• [WHAT YOU HAVE TO DO] Please reply with one number only: how many lines in the entries below contain the string "Instant".
LISTED ENTRIES Start Marker
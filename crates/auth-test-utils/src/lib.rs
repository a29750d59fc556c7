//! # Auth Test Utilities
//!
//! Shared test utilities for the bearer token auth service.
//!
//! This crate provides:
//! - Deterministic signing secrets (fixed keys for reproducible tests)
//! - Test data builders (TestTokenBuilder)
//! - Server test harness (TestAuthServer for E2E tests)
//! - Fixed test identities
//! - Custom assertions (TokenAssertions trait)
//!
//! ## Usage
//!
//! ```rust,ignore
//! use auth_test_utils::*;
//!
//! #[tokio::test]
//! async fn test_example() {
//!     let server = TestAuthServer::spawn().await?;
//!     let token = server.register_and_login(TEST_EMAIL_ALICE, TEST_PASSWORD).await?;
//!
//!     token.assert_valid_jwt()
//!          .assert_for_subject(TEST_EMAIL_ALICE);
//! }
//! ```

pub mod assertions;
pub mod crypto_fixtures;
pub mod server_harness;
pub mod test_ids;
pub mod token_builders;

// Re-export commonly used items
pub use assertions::*;
pub use crypto_fixtures::*;
pub use server_harness::*;
pub use test_ids::*;
pub use token_builders::*;

// Tests drive server time through this clock
pub use auth_service::auth::ManualClock;
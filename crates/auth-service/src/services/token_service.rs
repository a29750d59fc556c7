use crate::auth::{ExtraClaims, TokenCodec};
use crate::errors::AuthError;
use crate::models::LoginResponse;
use crate::observability::{hash_for_correlation, record_token_issuance};
use crate::repositories::User;
use std::time::{Duration, Instant};
use tracing::instrument;

/// Issue a login token for an authenticated user.
///
/// The subject is the user's canonical username (email). `expiresIn` in the
/// response is the configured lifetime in milliseconds.
#[instrument(skip_all, name = "auth.token.issue")]
pub fn issue_login_token(
    codec: &TokenCodec,
    user: &User,
    expires_in: Duration,
) -> Result<LoginResponse, AuthError> {
    let start = Instant::now();

    let result = codec.issue(user.username(), ExtraClaims::new(), expires_in);
    let status = if result.is_ok() { "success" } else { "error" };
    record_token_issuance(status, start.elapsed());

    let token = result.map_err(|e| {
        tracing::error!(target: "auth.services.token", error = %e, "Token issuance failed");
        AuthError::from(e)
    })?;

    tracing::debug!(
        target: "auth.services.token",
        subject_hash = %hash_for_correlation(user.username()),
        "Token issued"
    );

    Ok(LoginResponse {
        token,
        expires_in: u64::try_from(expires_in.as_millis()).map_err(|_| AuthError::Internal)?,
    })
}
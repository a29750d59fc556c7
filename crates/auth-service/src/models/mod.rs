//! Request and response bodies for the HTTP API.

use crate::repositories::User;
use chrono::{DateTime, Utc};
use common::secret::SecretString;
use serde::{Deserialize, Serialize};

/// Signup request
///
/// POST /auth/signup
#[derive(Debug, Deserialize)]
#[serde(rename_all = "camelCase")]
pub struct RegisterUserRequest {
    #[serde(default)]
    pub email: String,
    #[serde(default)]
    pub password: Option<SecretString>,
    #[serde(default)]
    pub full_name: String,
}

/// Login request
///
/// POST /auth/login
#[derive(Debug, Deserialize)]
pub struct LoginUserRequest {
    pub email: String,
    pub password: SecretString,
}

/// Successful login
#[derive(Debug, Clone, Serialize, Deserialize)]
#[serde(rename_all = "camelCase")]
pub struct LoginResponse {
    pub token: String,
    /// Token lifetime in milliseconds.
    pub expires_in: u64,
}

/// Public view of a user. Never carries the password hash.
#[derive(Debug, Clone, PartialEq, Serialize, Deserialize)]
#[serde(rename_all = "camelCase")]
pub struct UserResponse {
    pub id: i32,
    pub full_name: String,
    pub email: String,
    pub created_at: DateTime<Utc>,
    pub updated_at: DateTime<Utc>,
}

impl From<&User> for UserResponse {
    fn from(user: &User) -> Self {
        Self {
            id: user.id,
            full_name: user.full_name.clone(),
            email: user.email.clone(),
            created_at: user.created_at,
            updated_at: user.updated_at,
        }
    }
}

impl From<User> for UserResponse {
    fn from(user: User) -> Self {
        Self::from(&user)
    }
}
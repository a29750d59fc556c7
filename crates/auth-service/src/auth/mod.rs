//! Token issuance and verification.
//!
//! # Components
//!
//! - `claims` - Claims carried by a token and the scalar extra-claim values
//! - `clock` - Time source used for issued-at and expiry decisions
//! - `codec` - HS256 encode/decode with constant-time signature checks
//! - `validator` - Binds a decoded token to an expected identity

pub mod claims;
pub mod clock;
pub mod codec;
pub mod validator;

pub use claims::{ClaimValue, Claims, ExtraClaims};
pub use clock::{Clock, ManualClock, SystemClock};
pub use codec::TokenCodec;
pub use validator::TokenValidator;
//! Integration tests for per-request bearer authentication
//!
//! Every route sits behind the authentication middleware. A request with no
//! usable bearer token proceeds anonymously; a token that is present but
//! malformed, forged or expired stops the request with an error, even on
//! public routes.

use auth_test_utils::{
    TestAuthServer, TestTokenBuilder, TEST_EMAIL_ALICE, TEST_EMAIL_UNKNOWN, TEST_KEY_SEED_OTHER,
    TEST_PASSWORD,
};
use jsonwebtoken::Algorithm;
use reqwest::header::AUTHORIZATION;
use reqwest::StatusCode;

async fn get_with_header(
    server: &TestAuthServer,
    path: &str,
    authorization: &str,
) -> Result<reqwest::Response, anyhow::Error> {
    let response = reqwest::Client::new()
        .get(format!("{}{}", server.url(), path))
        .header(AUTHORIZATION, authorization)
        .send()
        .await?;
    Ok(response)
}

async fn error_code(response: reqwest::Response) -> Result<String, anyhow::Error> {
    let body: serde_json::Value = response.json().await?;
    Ok(body["error"]["code"].as_str().unwrap_or_default().to_string())
}

// ============================================================================
// Accepted tokens
// ============================================================================

/// A token minted by any HS256 issuer holding the same secret is accepted
#[tokio::test]
async fn test_externally_minted_token_is_accepted() -> Result<(), anyhow::Error> {
    let server = TestAuthServer::spawn().await?;
    server.signup(TEST_EMAIL_ALICE, TEST_PASSWORD, "Alice").await?;

    let token = TestTokenBuilder::new()
        .for_user(TEST_EMAIL_ALICE)
        .with_claim("tenant", "blue")
        .build();

    let response = server.get_with_token("/users/me", &token).await?;

    assert_eq!(response.status(), StatusCode::OK);
    let body: serde_json::Value = response.json().await?;
    assert_eq!(body["email"], TEST_EMAIL_ALICE);
    Ok(())
}

// ============================================================================
// Anonymous requests
// ============================================================================

#[tokio::test]
async fn test_missing_or_foreign_scheme_is_anonymous() -> Result<(), anyhow::Error> {
    let server = TestAuthServer::spawn().await?;
    let token = server
        .register_and_login(TEST_EMAIL_ALICE, TEST_PASSWORD)
        .await?;

    for header in [
        format!("Basic {token}"),
        format!("bearer {token}"),
        format!("Token {token}"),
        token.clone(),
    ] {
        let public = get_with_header(&server, "/health", &header).await?;
        assert_eq!(public.status(), StatusCode::OK, "header {header:?}");

        let protected = get_with_header(&server, "/users/me", &header).await?;
        assert_eq!(protected.status(), StatusCode::UNAUTHORIZED);
        assert_eq!(error_code(protected).await?, "AUTHENTICATION_REQUIRED");
    }

    Ok(())
}

/// A verified token whose subject has no account carries no principal
#[tokio::test]
async fn test_token_for_unknown_subject_is_anonymous() -> Result<(), anyhow::Error> {
    let server = TestAuthServer::spawn().await?;
    let token = TestTokenBuilder::new().for_user(TEST_EMAIL_UNKNOWN).build();

    let public = server.get_with_token("/health", &token).await?;
    assert_eq!(public.status(), StatusCode::OK);

    let protected = server.get_with_token("/users/me", &token).await?;
    assert_eq!(protected.status(), StatusCode::UNAUTHORIZED);
    assert_eq!(error_code(protected).await?, "AUTHENTICATION_REQUIRED");

    Ok(())
}

/// Subjects are matched exactly; a differently-cased email is another user
#[tokio::test]
async fn test_subject_match_is_case_sensitive() -> Result<(), anyhow::Error> {
    let server = TestAuthServer::spawn().await?;
    server.signup(TEST_EMAIL_ALICE, TEST_PASSWORD, "Alice").await?;

    let token = TestTokenBuilder::new()
        .for_user(&TEST_EMAIL_ALICE.to_uppercase())
        .build();

    let response = server.get_with_token("/users/me", &token).await?;
    assert_eq!(response.status(), StatusCode::UNAUTHORIZED);

    Ok(())
}

// ============================================================================
// Rejected tokens
// ============================================================================

#[tokio::test]
async fn test_token_signed_with_other_key_is_forbidden() -> Result<(), anyhow::Error> {
    let server = TestAuthServer::spawn().await?;
    server.signup(TEST_EMAIL_ALICE, TEST_PASSWORD, "Alice").await?;

    let forged = TestTokenBuilder::new()
        .for_user(TEST_EMAIL_ALICE)
        .signed_with_seed(TEST_KEY_SEED_OTHER)
        .build();

    let response = server.get_with_token("/users/me", &forged).await?;
    assert_eq!(response.status(), StatusCode::FORBIDDEN);
    assert_eq!(error_code(response).await?, "INVALID_SIGNATURE");

    Ok(())
}

#[tokio::test]
async fn test_other_hmac_algorithm_is_forbidden() -> Result<(), anyhow::Error> {
    let server = TestAuthServer::spawn().await?;
    server.signup(TEST_EMAIL_ALICE, TEST_PASSWORD, "Alice").await?;

    let token = TestTokenBuilder::new()
        .for_user(TEST_EMAIL_ALICE)
        .with_algorithm(Algorithm::HS512)
        .build();

    let response = server.get_with_token("/users/me", &token).await?;
    assert_eq!(response.status(), StatusCode::FORBIDDEN);
    assert_eq!(error_code(response).await?, "INVALID_SIGNATURE");

    Ok(())
}

#[tokio::test]
async fn test_tampered_payload_is_forbidden() -> Result<(), anyhow::Error> {
    let server = TestAuthServer::spawn().await?;
    let token = server
        .register_and_login(TEST_EMAIL_ALICE, TEST_PASSWORD)
        .await?;

    // Re-sign nothing; swap in a payload naming another user.
    let other_payload = TestTokenBuilder::new().for_user("mallory@example.com").build();
    let forged_payload = other_payload.split('.').nth(1).unwrap_or_default();
    let mut segments = token.split('.');
    let header = segments.next().unwrap_or_default();
    let signature = segments.nth(1).unwrap_or_default();
    let forged = format!("{header}.{forged_payload}.{signature}");

    let response = server.get_with_token("/users/me", &forged).await?;
    assert_eq!(response.status(), StatusCode::FORBIDDEN);
    assert_eq!(error_code(response).await?, "INVALID_SIGNATURE");

    Ok(())
}

#[tokio::test]
async fn test_malformed_token_is_unauthorized() -> Result<(), anyhow::Error> {
    let server = TestAuthServer::spawn().await?;
    let no_subject = TestTokenBuilder::new().without_subject().build();

    for token in ["garbage", "a.b", "a.b.c", "a..c", no_subject.as_str()] {
        let response = server.get_with_token("/users/me", token).await?;
        assert_eq!(response.status(), StatusCode::UNAUTHORIZED, "token {token:?}");
        assert_eq!(error_code(response).await?, "INVALID_TOKEN");
    }

    Ok(())
}

/// A bad token fails the request even where no principal is needed
#[tokio::test]
async fn test_bad_token_fails_public_routes() -> Result<(), anyhow::Error> {
    let server = TestAuthServer::spawn().await?;

    let response = server.get_with_token("/health", "not-a-token").await?;
    assert_eq!(response.status(), StatusCode::UNAUTHORIZED);

    let forged = TestTokenBuilder::new()
        .signed_with_seed(TEST_KEY_SEED_OTHER)
        .build();
    let response = reqwest::Client::new()
        .post(format!("{}/auth/login", server.url()))
        .bearer_auth(&forged)
        .json(&serde_json::json!({"email": TEST_EMAIL_ALICE, "password": TEST_PASSWORD}))
        .send()
        .await?;
    assert_eq!(response.status(), StatusCode::FORBIDDEN);

    Ok(())
}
LISTED ENTRIES End Marker
• [ANSWER SECTION] 2